== Activity ==
Only the lines that hold the word "struct" are wanted from this listing.

== Records provided ==
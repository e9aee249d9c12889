//! Per-worker counters.

use std::cell::Cell;

use offline_cache::CacheStatus;
use serde::{Deserialize, Serialize};

/// Point-in-time copy of the worker counters.
#[derive(Debug, Clone, Default, PartialEq, Eq, Serialize, Deserialize)]
pub struct MetricsSnapshot {
    /// Assets stored by install.
    pub assets_precached: u64,
    /// Fetches answered by the network.
    pub network_responses: u64,
    /// Fetches answered from a cached entry while offline.
    pub cache_hits: u64,
    /// Navigations answered with the offline shell.
    pub shell_fallbacks: u64,
    /// Fetches with no network and nothing cached.
    pub unavailable: u64,
    /// Requests left to the host untouched.
    pub passthroughs: u64,
    /// Successful dynamic cache writes.
    pub dynamic_writes: u64,
    /// Failed dynamic cache writes.
    pub dynamic_write_failures: u64,
    /// Namespaces removed by activation or clear.
    pub namespaces_deleted: u64,
}

/// Collector for worker metrics.
///
/// Single-threaded like the worker itself.
#[derive(Debug, Default)]
pub struct WorkerMetrics {
    assets_precached: Cell<u64>,
    network_responses: Cell<u64>,
    cache_hits: Cell<u64>,
    shell_fallbacks: Cell<u64>,
    unavailable: Cell<u64>,
    passthroughs: Cell<u64>,
    dynamic_writes: Cell<u64>,
    dynamic_write_failures: Cell<u64>,
    namespaces_deleted: Cell<u64>,
}

fn bump(counter: &Cell<u64>, by: u64) {
    counter.set(counter.get().saturating_add(by));
}

impl WorkerMetrics {
    /// Create a new collector.
    pub fn new() -> Self {
        Self::default()
    }

    /// Record how a fetch was answered.
    pub fn record_fetch(&self, status: CacheStatus) {
        let counter = match status {
            CacheStatus::Network => &self.network_responses,
            CacheStatus::Hit => &self.cache_hits,
            CacheStatus::Fallback => &self.shell_fallbacks,
            CacheStatus::Miss => &self.unavailable,
            CacheStatus::Bypass => &self.passthroughs,
        };
        bump(counter, 1);
    }

    /// Record the outcome of a dynamic cache write.
    pub fn record_dynamic_write(&self, success: bool) {
        if success {
            bump(&self.dynamic_writes, 1);
        } else {
            bump(&self.dynamic_write_failures, 1);
        }
    }

    /// Record assets stored by install.
    pub fn record_precached(&self, count: usize) {
        bump(&self.assets_precached, count as u64);
    }

    /// Record deleted namespaces.
    pub fn record_namespaces_deleted(&self, count: usize) {
        bump(&self.namespaces_deleted, count as u64);
    }

    /// Copy the current counters.
    pub fn snapshot(&self) -> MetricsSnapshot {
        MetricsSnapshot {
            assets_precached: self.assets_precached.get(),
            network_responses: self.network_responses.get(),
            cache_hits: self.cache_hits.get(),
            shell_fallbacks: self.shell_fallbacks.get(),
            unavailable: self.unavailable.get(),
            passthroughs: self.passthroughs.get(),
            dynamic_writes: self.dynamic_writes.get(),
            dynamic_write_failures: self.dynamic_write_failures.get(),
            namespaces_deleted: self.namespaces_deleted.get(),
        }
    }
}
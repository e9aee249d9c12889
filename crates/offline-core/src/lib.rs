//! Core types for the Subasta Argenta offline worker.
//!
//! This crate provides the fundamental types:
//! - `WorkerConfig` - Cache names, asset lists and exclusions
//! - `FetchRequest` / `FetchResponse` - Intercepted traffic
//! - `WorkerState` - Install/activate lifecycle tracking
//! - `EventId` - Log correlation for dispatched events

mod config;
mod lifecycle;
mod request;
mod response;

pub use config::*;
pub use lifecycle::*;
pub use request::*;
pub use response::*;

pub use http::{HeaderMap, Method, StatusCode};
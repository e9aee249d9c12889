//! `fetch()` from the worker scope, for requests the worker issues itself.
//!
//! Page requests are not rebuilt here: the fetch handler forwards the
//! page's own `Request` so its mode, credentials and redirect policy hold.

use async_trait::async_trait;
use offline_core::{FetchRequest, FetchResponse};
use offline_network::{FetchError, Network};
use wasm_bindgen::{JsCast, JsValue};
use wasm_bindgen_futures::JsFuture;
use web_sys::{Request, RequestInit, Response, ServiceWorkerGlobalScope};

use super::convert::{headers_to_js, js_message, response_from_js};

pub(crate) struct WebNetwork {
    scope: ServiceWorkerGlobalScope,
}

impl WebNetwork {
    pub(crate) fn new(scope: ServiceWorkerGlobalScope) -> Self {
        Self { scope }
    }

    pub(crate) fn scope(&self) -> &ServiceWorkerGlobalScope {
        &self.scope
    }
}

fn request_error(value: JsValue) -> FetchError {
    FetchError::Request(js_message(&value))
}

/// `fetch()` a page request as issued, resolving to the raw response.
///
/// A rejection means the network was unreachable.
pub(crate) async fn fetch_as_issued(
    scope: &ServiceWorkerGlobalScope,
    request: &Request,
) -> Result<Response, JsValue> {
    JsFuture::from(scope.fetch_with_request(request))
        .await?
        .dyn_into::<Response>()
        .map_err(|_| JsValue::from_str("fetch() did not resolve to a Response"))
}

#[async_trait(?Send)]
impl Network for WebNetwork {
    async fn fetch(&self, request: &FetchRequest) -> Result<FetchResponse, FetchError> {
        let init = RequestInit::new();
        init.set_method(request.method.as_str());
        init.set_headers(&headers_to_js(&request.headers).map_err(request_error)?);
        let js_request =
            Request::new_with_str_and_init(&request.url, &init).map_err(request_error)?;

        let response = fetch_as_issued(&self.scope, &js_request)
            .await
            .map_err(|e| FetchError::Connection(js_message(&e)))?;
        response_from_js(&response).await.map_err(FetchError::Request)
    }
}
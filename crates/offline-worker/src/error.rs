//! Worker error types.

use offline_cache::CacheError;
use offline_core::LifecycleError;
use offline_network::FetchError;
use thiserror::Error;

use crate::host::HostError;

/// Result type for worker handlers.
pub type WorkerResult<T> = Result<T, WorkerError>;

/// Errors surfaced to the host from lifecycle handlers.
///
/// Fetch handling never fails: network errors are recovered through the
/// offline fallback chain.
#[derive(Error, Debug)]
pub enum WorkerError {
    /// A pre-cached asset could not be fetched; the install is aborted.
    #[error("failed to pre-cache {url}: {source}")]
    Install {
        url: String,
        #[source]
        source: FetchError,
    },

    /// Cache storage failed.
    #[error("cache error: {0}")]
    Cache(#[from] CacheError),

    /// A host lifecycle control failed.
    #[error("host error: {0}")]
    Host(#[from] HostError),

    /// The background sync routine failed; the host reschedules it.
    #[error("background sync '{tag}' failed: {reason}")]
    Sync { tag: String, reason: String },

    /// Handler invoked out of lifecycle order.
    #[error(transparent)]
    Lifecycle(#[from] LifecycleError),
}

== Problem solution ==
pub struct MetricsSnapshot {
pub struct WorkerMetrics {
pub(crate) struct WebNetwork {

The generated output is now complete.